10 BEST EXERCISES TO TONE YOUR GLUTES
The glutes are one of the most challenging muscle groups to work! Their importance in running, strength and even body posture leads many to look for the most effective way to strengthen them.
To help you, here are the 10 best exercises to tone your glutes.
1. Pelvic lift with elastic band
Lie on your stomach, place the soles of your feet on the floor and put your arms at your sides. Then raise your hips to a comfortable height and keep your glutes contracted throughout the movement. Stay with your hips elevated for a few seconds and then slowly lower yourself back to the starting position.
We suggest two ways of intensifying this exercise: the first by placing an elastic band halfway up your thigh; and the second by resting your feet on a slightly higher surface, such as a step or a bench.

2. Pelvic lift with bar
This exercise is identical to the previous one, but requires the use of a barbell. Take a barbell and add as much weight as you feel comfortable with. Set up a bench and place the bar in front of you, parallel to the length of the bench. Sit with your back to the bench and position your shoulder blades over the bench. Place your body under the bar so that it is positioned above your hips. Keep the soles of your feet flat on the floor so that you never lift your heels during the movement. Then raise your hips to the height of your shoulders and head – in other words, the height of the bench. Throughout the movement, contract your glutes and maintain a rhythm that allows you to control the movement safely. Stay with your hips elevated for a few seconds to increase the stimulus of the exercise.
Note: place a cushion between your pelvis and the bar to make it more comfortable; don’t add too much weight at first so that you get used to the movement.
3. Hip abduction
Hip abduction is often performed on machines in the gym and we rarely end up doing it in places without equipment. But with just 1 mini elastic band you can perform this exercise efficiently.
Sit on a bench and place an elastic band between your thighs – the height of the bench should be appropriate for you, i.e. your knees should be at the same height as your hips. Now, to get the most out of the movement, you’re going to perform it in 3 different adaptations – first you’re going to reach your torso back, resting your palms on the bench and perform 20 repetitions of openings. Next, straighten your spine and keep your torso straight on the bench. Do 20 more repetitions. Finally, lean your torso forward, resting your palms on the bench and do another 20 repetitions.

4. Crab walk
In a space with 3 or 4 meters for walking, place an elastic band in the middle of your thighs and bend your knees slightly, creating some tension in your thighs. Make sure your spine is straight and that your knees are not too far in front of the tips of your toes. Now walk sideways – put one foot out and then take the other foot to the same side. Walk first to one side and then to the other. To add more intensity, keep your feet – when you bring them together – hip-width apart.

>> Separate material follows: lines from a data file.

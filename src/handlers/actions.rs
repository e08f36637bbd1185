//! Form action handlers
//!
//! POST routes taking the dashboard's urlencoded forms. Every handler
//! answers 200 with the action's result shape, failures included.

use axum::extract::{Path, State};
use axum::routing::post;
use axum::{Form, Json, Router};

use crate::middleware::CurrentSession;
use crate::models::{ActionResult, FormData, ProfileFormState};
use crate::services::actions;
use crate::services::AppState;

pub fn routes() -> Router<AppState> {
    Router::new()
        .route("/admin/events", post(create_event))
        .route("/admin/events/:id", post(update_event))
        .route("/admin/events/:id/delete", post(delete_event))
        .route("/admin/resources", post(create_resource))
        .route("/admin/resources/:id", post(update_resource))
        .route("/admin/resources/:id/delete", post(delete_resource))
        .route("/admin/tags", post(create_tag))
        .route("/admin/tags/:id", post(update_tag))
        .route("/admin/tags/:id/delete", post(delete_tag))
        .route("/admin/users/:id/role", post(update_user_role))
        .route("/admin/users/:id/delete", post(delete_user_profile))
        .route("/settings/profile", post(update_profile))
}

async fn create_event(
    State(state): State<AppState>,
    CurrentSession(session): CurrentSession,
    Form(form): Form<FormData>,
) -> Json<ActionResult> {
    Json(actions::create_event(&state.action_context(session), &form).await)
}

async fn update_event(
    State(state): State<AppState>,
    CurrentSession(session): CurrentSession,
    Path(id): Path<String>,
    Form(form): Form<FormData>,
) -> Json<ActionResult> {
    Json(actions::update_event(&state.action_context(session), &id, &form).await)
}

async fn delete_event(
    State(state): State<AppState>,
    CurrentSession(session): CurrentSession,
    Path(id): Path<String>,
) -> Json<ActionResult> {
    Json(actions::delete_event(&state.action_context(session), &id).await)
}

async fn create_resource(
    State(state): State<AppState>,
    CurrentSession(session): CurrentSession,
    Form(form): Form<FormData>,
) -> Json<ActionResult> {
    Json(actions::create_resource(&state.action_context(session), &form).await)
}

async fn update_resource(
    State(state): State<AppState>,
    CurrentSession(session): CurrentSession,
    Path(id): Path<String>,
    Form(form): Form<FormData>,
) -> Json<ActionResult> {
    Json(actions::update_resource(&state.action_context(session), &id, &form).await)
}

async fn delete_resource(
    State(state): State<AppState>,
    CurrentSession(session): CurrentSession,
    Path(id): Path<String>,
) -> Json<ActionResult> {
    Json(actions::delete_resource(&state.action_context(session), &id).await)
}

async fn create_tag(
    State(state): State<AppState>,
    CurrentSession(session): CurrentSession,
    Form(form): Form<FormData>,
) -> Json<ActionResult> {
    Json(actions::create_tag(&state.action_context(session), &form).await)
}

async fn update_tag(
    State(state): State<AppState>,
    CurrentSession(session): CurrentSession,
    Path(id): Path<String>,
    Form(form): Form<FormData>,
) -> Json<ActionResult> {
    Json(actions::update_tag(&state.action_context(session), &id, &form).await)
}

async fn delete_tag(
    State(state): State<AppState>,
    CurrentSession(session): CurrentSession,
    Path(id): Path<String>,
) -> Json<ActionResult> {
    Json(actions::delete_tag(&state.action_context(session), &id).await)
}

async fn update_user_role(
    State(state): State<AppState>,
    CurrentSession(session): CurrentSession,
    Path(id): Path<String>,
    Form(form): Form<FormData>,
) -> Json<ActionResult> {
    Json(actions::update_user_role(&state.action_context(session), &id, &form).await)
}

async fn delete_user_profile(
    State(state): State<AppState>,
    CurrentSession(session): CurrentSession,
    Path(id): Path<String>,
) -> Json<ActionResult> {
    Json(actions::delete_user_profile(&state.action_context(session), &id).await)
}

async fn update_profile(
    State(state): State<AppState>,
    CurrentSession(session): CurrentSession,
    Form(form): Form<FormData>,
) -> Json<ProfileFormState> {
    Json(actions::update_profile(&state.action_context(session), &form).await)
}
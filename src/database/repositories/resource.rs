//! Resource repository implementation

use uuid::Uuid;

use crate::backend::{BackendHandle, Embed};
use crate::models::{Resource, ResourceInput, ResourceTagLink, ResourceWithTags, WithId};
use crate::utils::errors::BackendResult;

const TABLE: &str = "resources";
const LINK_TABLE: &str = "resource_tags";

#[derive(Clone)]
pub struct ResourceRepository {
    db: BackendHandle,
}

impl ResourceRepository {
    pub fn new(db: BackendHandle) -> Self {
        Self { db }
    }

    /// Create a new resource
    pub async fn create(&self, id: Uuid, input: ResourceInput) -> BackendResult<()> {
        self.db.from(TABLE).insert(&WithId { id, fields: input }).await
    }

    pub async fn update(&self, id: Uuid, input: &ResourceInput) -> BackendResult<()> {
        self.db.from(TABLE).update(input).eq("id", id).execute().await
    }

    pub async fn delete(&self, id: Uuid) -> BackendResult<()> {
        self.db.from(TABLE).delete().eq("id", id).execute().await
    }

    /// Pinned first, then by name
    pub async fn list(&self) -> BackendResult<Vec<Resource>> {
        self.db
            .from(TABLE)
            .select("*")
            .order("is_pinned", false)
            .order("name", true)
            .execute()
            .await
    }

    pub async fn list_pinned(&self) -> BackendResult<Vec<Resource>> {
        self.db
            .from(TABLE)
            .select("*")
            .eq("is_pinned", true)
            .order("name", true)
            .execute()
            .await
    }

    /// Resources with their tags embedded, same order as `list`
    pub async fn list_with_tags(&self) -> BackendResult<Vec<ResourceWithTags>> {
        self.db
            .from(TABLE)
            .select("*")
            .embed(Embed::ResourceTags)
            .order("is_pinned", false)
            .order("name", true)
            .execute()
            .await
    }

    /// Replace the resource's tag links with `tag_ids`
    ///
    /// Two writes (delete, then insert); a failure in between leaves the
    /// resource untagged.
    pub async fn replace_tags(&self, resource_id: Uuid, tag_ids: &[Uuid]) -> BackendResult<()> {
        self.db
            .from(LINK_TABLE)
            .delete()
            .eq("resource_id", resource_id)
            .execute()
            .await?;

        let links: Vec<ResourceTagLink> = tag_ids
            .iter()
            .map(|tag_id| ResourceTagLink {
                resource_id,
                tag_id: *tag_id,
            })
            .collect();
        self.db.from(LINK_TABLE).insert_many(&links).await
    }
}
//! The five-step action pattern
//!
//! authorize -> validate -> write -> invalidate -> return. A failure at any
//! step ends the action with `{success: false, error}`; nothing after it runs.

use std::future::Future;

use super::ActionContext;
use crate::models::ActionResult;
use crate::services::auth::AuthContext;
use crate::services::cache::revalidate_paths;
use crate::utils::errors::{ActionError, BackendResult};
use crate::utils::logging::{log_action_result, log_admin_action, log_backend_error};

/// Who may run an action
#[derive(Debug, Clone, Copy, PartialEq, Eq)]
pub enum Gate {
    Admin,
    /// Any signed-in user, acting on their own data
    Owner,
}

/// Run an action, keeping the typed error
pub async fn execute<T, V, W, Fut>(
    ctx: &ActionContext,
    action: &str,
    gate: Gate,
    validate: V,
    write: W,
    paths: &[&str],
) -> Result<(), ActionError>
where
    V: FnOnce(&AuthContext) -> Result<T, ActionError>,
    W: FnOnce(T) -> Fut,
    Fut: Future<Output = BackendResult<()>>,
{
    let auth = match gate {
        Gate::Admin => ctx.auth.require_admin(&ctx.db).await?,
        Gate::Owner => ctx.auth.require_member(&ctx.db).await?,
    };

    let input = validate(&auth)?;

    if let Err(e) = write(input).await {
        log_backend_error(action, &e.to_string());
        return Err(e.into());
    }

    revalidate_paths(ctx.cache.as_ref(), paths).await;

    if gate == Gate::Admin {
        log_admin_action(&auth.user_id().to_string(), action, None);
    }
    Ok(())
}

/// Run an action and collapse the outcome into an `ActionResult`
pub async fn run<T, V, W, Fut>(
    ctx: &ActionContext,
    action: &str,
    gate: Gate,
    validate: V,
    write: W,
    paths: &[&str],
) -> ActionResult
where
    V: FnOnce(&AuthContext) -> Result<T, ActionError>,
    W: FnOnce(T) -> Fut,
    Fut: Future<Output = BackendResult<()>>,
{
    let outcome = execute(ctx, action, gate, validate, write, paths).await;
    match &outcome {
        Ok(()) => log_action_result(action, true, None),
        Err(e) => log_action_result(action, false, Some(&e.to_string())),
    }
    ActionResult::from(outcome)
}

5. Stiff with kettlebell in deficit
Get 2 high disks (or platforms) and position them side by side, a little wider than your shoulders.
Take a kettelbell that allows you to work the back of your thigh and place one foot on top of each disc. Perform a stiff/deadlift with the kettelbell, allowing it to fall between the tips of your feet. Perform the movement in a calm and controlled manner and keep your glutes contracted throughout the movement, until you return to the starting position. Pay attention to the posture of your back and neck – keep both structures aligned and long.

6. Superman
Get a bench and lie face down on the length of it. Bring your pelvis off the bench, so that your glutes are off the bench too. Bend your knees slightly, with the tips of your toes touching the floor. Now raise your legs, keeping your knees slightly bent.


7. Kickbacks
Put a band around your mid-thighs and stand facing one of the pillars of a rack, or any other object that allows you to hold on and be safe. Grab the rack with both hands and simulate a back kick with one leg. Change legs when you’ve finished the repetitions on the leg you started with.

8. Globet pulse squat with deficit
Take 2 fractional disks and place them parallel to each other on the floor. Take a dumbbell, with a weight that is strong enough to recruit the muscles we want to work, and place it vertically between your hands. Position it in front of your chest, holding the top of it. Place your heels on top of the fractional disks and squat down. Make sure your feet are shoulder-width apart and that your pelvis is above your knees. Then go down as far as you can, but when you come up, do it only as far as your knees, and then go back down as far as you can. Keep your torso as vertical as possible, consciously activating your abdominal line.

9. Frog pump
Lie on your stomach, bring the soles of your feet together, then bring your heels close to your hips. position your arms at your sides, with your hands facing downwards, in contact with the floor. Raise your hips as high as possible, getting your glutes to activate, and lower yourself in a controlled manner.
Note: when you are more comfortable with the movement, you can place a dumbbell or kettelbell on top of your pelvis to increase the intensity of the movement.

10. Bulgarian Split Squat
With a bench behind you, get into a lunge position. Then bring your back foot up onto the bench, placing the instep of your foot in contact with the bench. Lower your hips until they are parallel to your front knee.
Note: you can intensify the exercise with 2 dumbbells or 2 kettellbells, placing 1 in each hand and keeping your arms parallel to your torso.